Dataset entries:
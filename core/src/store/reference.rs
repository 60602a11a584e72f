use super::Store;
use crate::{
    error::{SeedError, SeedResult},
    types::RowId,
};
use rusqlite::{params, Row};

// ── Reference projections ─────────────────────────────────────────
//
// Only the columns a dependent stage needs, read back after the producing
// stage committed. Reads are keyset-paged on the primary key so memory on
// the store side stays bounded however large the table is.

/// What a purchase needs to know about its service.
#[derive(Debug, Clone, Copy, PartialEq)]
pub struct ServiceRef {
    pub id: RowId,
    pub base_price: f64,
    pub is_recurring: bool,
}

/// A service with its catalog name, used to look up popularity.
#[derive(Debug, Clone, PartialEq)]
pub struct NamedService {
    pub name: String,
    pub service: ServiceRef,
}

/// What a payment needs to know about its purchase.
#[derive(Debug, Clone, Copy, PartialEq)]
pub struct PurchaseRef {
    pub id: RowId,
    pub customer_id: RowId,
    /// base_price of the purchased service.
    pub base_price: f64,
}

impl Store {
    pub fn customer_ids(&self, page_size: usize) -> SeedResult<Vec<RowId>> {
        self.paginate(
            "SELECT id FROM customers WHERE id > ?1 ORDER BY id LIMIT ?2",
            page_size,
            |row| {
                let id: RowId = row.get(0)?;
                Ok((id, id))
            },
        )
    }

    pub fn service_refs(&self, page_size: usize) -> SeedResult<Vec<NamedService>> {
        self.paginate(
            "SELECT id, name, base_price, is_recurring FROM services
             WHERE id > ?1 ORDER BY id LIMIT ?2",
            page_size,
            |row| {
                let id: RowId = row.get(0)?;
                Ok((
                    id,
                    NamedService {
                        name: row.get(1)?,
                        service: ServiceRef {
                            id,
                            base_price: row.get(2)?,
                            is_recurring: row.get::<_, i64>(3)? != 0,
                        },
                    },
                ))
            },
        )
    }

    pub fn purchase_refs(&self, page_size: usize) -> SeedResult<Vec<PurchaseRef>> {
        self.paginate(
            "SELECT p.id, p.customer_id, s.base_price
             FROM purchases p
             JOIN services s ON s.id = p.service_id
             WHERE p.id > ?1 ORDER BY p.id LIMIT ?2",
            page_size,
            |row| {
                let id: RowId = row.get(0)?;
                Ok((
                    id,
                    PurchaseRef {
                        id,
                        customer_id: row.get(1)?,
                        base_price: row.get(2)?,
                    },
                ))
            },
        )
    }

    /// Walk `sql` page by page. `sql` binds the last seen key as ?1 and the
    /// page size as ?2; `map` returns each row's key alongside its value.
    fn paginate<T, F>(&self, sql: &str, page_size: usize, mut map: F) -> SeedResult<Vec<T>>
    where
        F: FnMut(&Row<'_>) -> rusqlite::Result<(RowId, T)>,
    {
        if page_size == 0 {
            return Err(SeedError::config("fetch page size must be greater than zero"));
        }
        let conn = self.acquire()?;
        let mut stmt = conn.prepare(sql)?;
        let mut out = Vec::new();
        let mut last_key: RowId = RowId::MIN;
        loop {
            let page = stmt
                .query_map(params![last_key, page_size as i64], &mut map)?
                .collect::<Result<Vec<_>, _>>()?;
            let Some((key, _)) = page.last() else { break };
            last_key = *key;
            let exhausted = page.len() < page_size;
            out.extend(page.into_iter().map(|(_, value)| value));
            if exhausted {
                break;
            }
        }
        Ok(out)
    }
}
use crate::{
    error::{SeedError, SeedResult},
    loader::LoadStrategy,
    sampler::WeightedSampler,
};
use serde::{Deserialize, Serialize};
use std::collections::HashSet;

/// Upper bound for day counts, keeping every date arithmetic in range.
pub const MAX_DAYS: u32 = 36_500;

// ── Targets ──────────────────────────────────────────────────────

/// Rows to generate per batched stage. The service count is the catalog
/// length and is never batched.
#[derive(Debug, Clone, Copy, PartialEq, Eq, Serialize, Deserialize)]
#[serde(default)]
pub struct TargetCounts {
    pub customers: usize,
    pub purchases: usize,
    pub payments: usize,
}

impl Default for TargetCounts {
    fn default() -> Self {
        Self {
            customers: 200_000,
            purchases: 200_000,
            payments: 200_000,
        }
    }
}

// ── Service catalog ──────────────────────────────────────────────

#[derive(Debug, Clone, PartialEq, Serialize, Deserialize)]
pub struct CatalogEntry {
    pub name: String,
    /// Relative popularity. Normalized by the sampler, need not sum to 1.
    pub popularity: f64,
}

impl CatalogEntry {
    pub fn new(name: &str, popularity: f64) -> Self {
        Self {
            name: name.into(),
            popularity,
        }
    }
}

/// The twenty-entry telecom catalog with its popularity weights.
pub fn default_catalog() -> Vec<CatalogEntry> {
    [
        // Internet
        ("Fiber Optic 100Mbps", 0.15),
        ("Fiber Optic 500Mbps", 0.12),
        ("Fiber Optic 1Gbps", 0.08),
        ("Cable Internet 50Mbps", 0.10),
        ("Cable Internet 200Mbps", 0.09),
        ("DSL Internet 25Mbps", 0.06),
        ("DSL Internet 50Mbps", 0.05),
        ("Wireless Internet 100Mbps", 0.04),
        // Mobile
        ("Mobile Plan 5GB", 0.12),
        ("Mobile Plan 10GB", 0.10),
        ("Mobile Plan 20GB", 0.08),
        ("Mobile Plan Unlimited", 0.06),
        ("Mobile Plan Family 4GB", 0.08),
        ("Mobile Plan Family 10GB", 0.06),
        ("Mobile Plan Business 50GB", 0.03),
        // TV
        ("Basic TV Package", 0.08),
        ("Premium TV Package", 0.06),
        ("Sports TV Package", 0.05),
        ("Movie TV Package", 0.04),
        ("Family TV Package", 0.06),
    ]
    .into_iter()
    .map(|(name, popularity)| CatalogEntry::new(name, popularity))
    .collect()
}

// ── Store ────────────────────────────────────────────────────────

#[derive(Debug, Clone, PartialEq, Serialize, Deserialize)]
#[serde(default)]
pub struct StoreConfig {
    /// SQLite database file.
    pub path: String,
    /// Connections kept open while idle.
    pub pool_size: u32,
    /// Extra connections allowed above pool_size under load.
    pub max_overflow: u32,
    pub connection_timeout_secs: u64,
    pub busy_timeout_ms: u64,
}

impl Default for StoreConfig {
    fn default() -> Self {
        Self {
            path: "billing.db".into(),
            pool_size: 5,
            max_overflow: 10,
            connection_timeout_secs: 30,
            busy_timeout_ms: 5_000,
        }
    }
}

impl StoreConfig {
    pub fn at(path: impl Into<String>) -> Self {
        Self {
            path: path.into(),
            ..Self::default()
        }
    }
}

// ── Population ───────────────────────────────────────────────────

#[derive(Debug, Clone, PartialEq, Serialize, Deserialize)]
#[serde(default)]
pub struct PopulationConfig {
    pub targets: TargetCounts,
    /// Rows per generation batch, and per load chunk.
    pub batch_size: usize,
    /// Worker pool size. 0 = one worker per core.
    pub workers: usize,
    pub load_strategy: LoadStrategy,
    /// Master seed; every batch stream derives from it.
    pub seed: u64,
    /// Page size for reference-data reads.
    pub fetch_page_size: usize,
    /// Payments inspected by the verification pass.
    pub verify_sample: usize,
    /// Probability that a payment is made by the purchase's own customer.
    pub same_customer_rate: f64,
    /// Dates fall between 1 and this many days before the run started.
    pub activity_window_days: u32,
    /// end_date - start_date for recurring services.
    pub recurring_term_days: u32,
    pub catalog: Vec<CatalogEntry>,
    pub store: StoreConfig,
}

impl Default for PopulationConfig {
    fn default() -> Self {
        Self {
            targets: TargetCounts::default(),
            batch_size: 10_000,
            workers: 0,
            load_strategy: LoadStrategy::StreamingCopy,
            seed: 42,
            fetch_page_size: 1_000,
            verify_sample: 1_000,
            same_customer_rate: 0.95,
            activity_window_days: 365,
            recurring_term_days: 30,
            catalog: default_catalog(),
            store: StoreConfig::default(),
        }
    }
}

impl PopulationConfig {
    /// Load from a JSON file. Missing keys take their defaults.
    pub fn load(path: &str) -> anyhow::Result<Self> {
        let content = std::fs::read_to_string(path)
            .map_err(|e| anyhow::anyhow!("Cannot read {path}: {e}"))?;
        let config: PopulationConfig = serde_json::from_str(&content)?;
        config.validate()?;
        Ok(config)
    }

    /// Config with small targets for use in tests.
    pub fn default_test(db_path: &str) -> Self {
        Self {
            targets: TargetCounts {
                customers: 500,
                purchases: 1_000,
                payments: 1_500,
            },
            batch_size: 200,
            workers: 4,
            fetch_page_size: 128,
            verify_sample: 500,
            store: StoreConfig {
                pool_size: 2,
                max_overflow: 2,
                ..StoreConfig::at(db_path)
            },
            ..Self::default()
        }
    }

    pub fn validate(&self) -> SeedResult<()> {
        if self.batch_size == 0 {
            return Err(SeedError::config("batch_size must be greater than zero"));
        }
        if self.fetch_page_size == 0 {
            return Err(SeedError::config("fetch_page_size must be greater than zero"));
        }
        if !(0.0..=1.0).contains(&self.same_customer_rate) {
            return Err(SeedError::config(format!(
                "same_customer_rate must be within [0, 1], got {}",
                self.same_customer_rate
            )));
        }
        if !(1..=MAX_DAYS).contains(&self.activity_window_days) {
            return Err(SeedError::config(format!(
                "activity_window_days must be within [1, {MAX_DAYS}], got {}",
                self.activity_window_days
            )));
        }
        if self.recurring_term_days > MAX_DAYS {
            return Err(SeedError::config(format!(
                "recurring_term_days must be at most {MAX_DAYS}, got {}",
                self.recurring_term_days
            )));
        }
        self.validate_catalog()?;
        if self.store.pool_size == 0 {
            return Err(SeedError::config("store.pool_size must be greater than zero"));
        }
        if self.store.path.is_empty() {
            return Err(SeedError::config("store.path is empty"));
        }
        Ok(())
    }

    /// Catalog names must be unique and popularities must form a usable
    /// weight vector, so a bad catalog fails before anything is written.
    fn validate_catalog(&self) -> SeedResult<()> {
        if self.catalog.is_empty() {
            return Err(SeedError::config("service catalog is empty"));
        }
        let mut seen = HashSet::with_capacity(self.catalog.len());
        if let Some(dup) = self.catalog.iter().find(|e| !seen.insert(e.name.as_str())) {
            return Err(SeedError::config(format!(
                "catalog lists service '{}' more than once",
                dup.name
            )));
        }
        let weights: Vec<f64> = self.catalog.iter().map(|e| e.popularity).collect();
        WeightedSampler::new(vec![(); weights.len()], &weights)?;
        Ok(())
    }
}

#[cfg(test)]
mod tests {
    use super::*;

    #[test]
    fn default_catalog_has_twenty_weighted_entries() {
        let catalog = default_catalog();
        assert_eq!(catalog.len(), 20);
        assert!(catalog.iter().all(|e| e.popularity > 0.0));
    }

    #[test]
    fn defaults_validate() {
        PopulationConfig::default().validate().unwrap();
        PopulationConfig::default_test("t.db").validate().unwrap();
    }

    #[test]
    fn partial_json_fills_defaults() {
        let json = r#"{
            "targets": { "customers": 10, "purchases": 20, "payments": 30 },
            "load_strategy": "insert_batches",
            "store": { "path": "x.db" }
        }"#;
        let config: PopulationConfig = serde_json::from_str(json).unwrap();
        assert_eq!(config.targets.payments, 30);
        assert_eq!(config.load_strategy, LoadStrategy::InsertBatches);
        assert_eq!(config.batch_size, 10_000);
        assert_eq!(config.store.path, "x.db");
        assert_eq!(config.store.pool_size, 5);
        assert_eq!(config.catalog.len(), 20);
    }

    #[test]
    fn rejects_bad_values() {
        let mut config = PopulationConfig::default();
        config.batch_size = 0;
        assert!(matches!(config.validate(), Err(SeedError::Configuration(_))));

        let mut config = PopulationConfig::default();
        config.same_customer_rate = 1.5;
        assert!(config.validate().is_err());

        let mut config = PopulationConfig::default();
        config.catalog.clear();
        assert!(config.validate().is_err());

        let mut config = PopulationConfig::default();
        config.store.pool_size = 0;
        assert!(config.validate().is_err());
    }

    #[test]
    fn rejects_duplicate_catalog_names() {
        let mut config = PopulationConfig::default();
        config.catalog = vec![
            CatalogEntry::new("Basic TV Package", 1.0),
            CatalogEntry::new("Basic TV Package", 9.0),
            CatalogEntry::new("Mobile Plan 5GB", 1.0),
        ];
        let err = config.validate().unwrap_err();
        assert!(matches!(err, SeedError::Configuration(_)));
        assert!(err.to_string().contains("Basic TV Package"));
    }

    #[test]
    fn rejects_unusable_popularity_weights() {
        for weights in [[-1.0, 1.0], [f64::NAN, 1.0], [0.0, 0.0], [f64::INFINITY, 1.0]] {
            let mut config = PopulationConfig::default();
            config.catalog = vec![
                CatalogEntry::new("Basic TV Package", weights[0]),
                CatalogEntry::new("Mobile Plan 5GB", weights[1]),
            ];
            assert!(
                matches!(config.validate(), Err(SeedError::Configuration(_))),
                "{weights:?}"
            );
        }
    }

    #[test]
    fn zero_weight_entries_are_allowed_alongside_positive_ones() {
        let mut config = PopulationConfig::default();
        config.catalog[0].popularity = 0.0;
        config.validate().unwrap();
    }

    #[test]
    fn day_counts_are_bounded() {
        let mut config = PopulationConfig::default();
        config.activity_window_days = MAX_DAYS + 1;
        assert!(config.validate().is_err());

        let mut config = PopulationConfig::default();
        config.activity_window_days = 0;
        assert!(config.validate().is_err());

        let mut config = PopulationConfig::default();
        config.recurring_term_days = u32::MAX;
        assert!(config.validate().is_err());

        let mut config = PopulationConfig::default();
        config.activity_window_days = MAX_DAYS;
        config.recurring_term_days = MAX_DAYS;
        config.validate().unwrap();
    }
}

Work task: What you return must be an exact retyping of the lines above starting at the line with "as ?1 and the" and ending at the line with "if page_size == 0", and nothing besides.

Task output:
    /// Walk `sql` page by page. `sql` binds the last seen key as ?1 and the
    /// page size as ?2; `map` returns each row's key alongside its value.
    fn paginate<T, F>(&self, sql: &str, page_size: usize, mut map: F) -> SeedResult<Vec<T>>
    where
        F: FnMut(&Row<'_>) -> rusqlite::Result<(RowId, T)>,
    {
        if page_size == 0 {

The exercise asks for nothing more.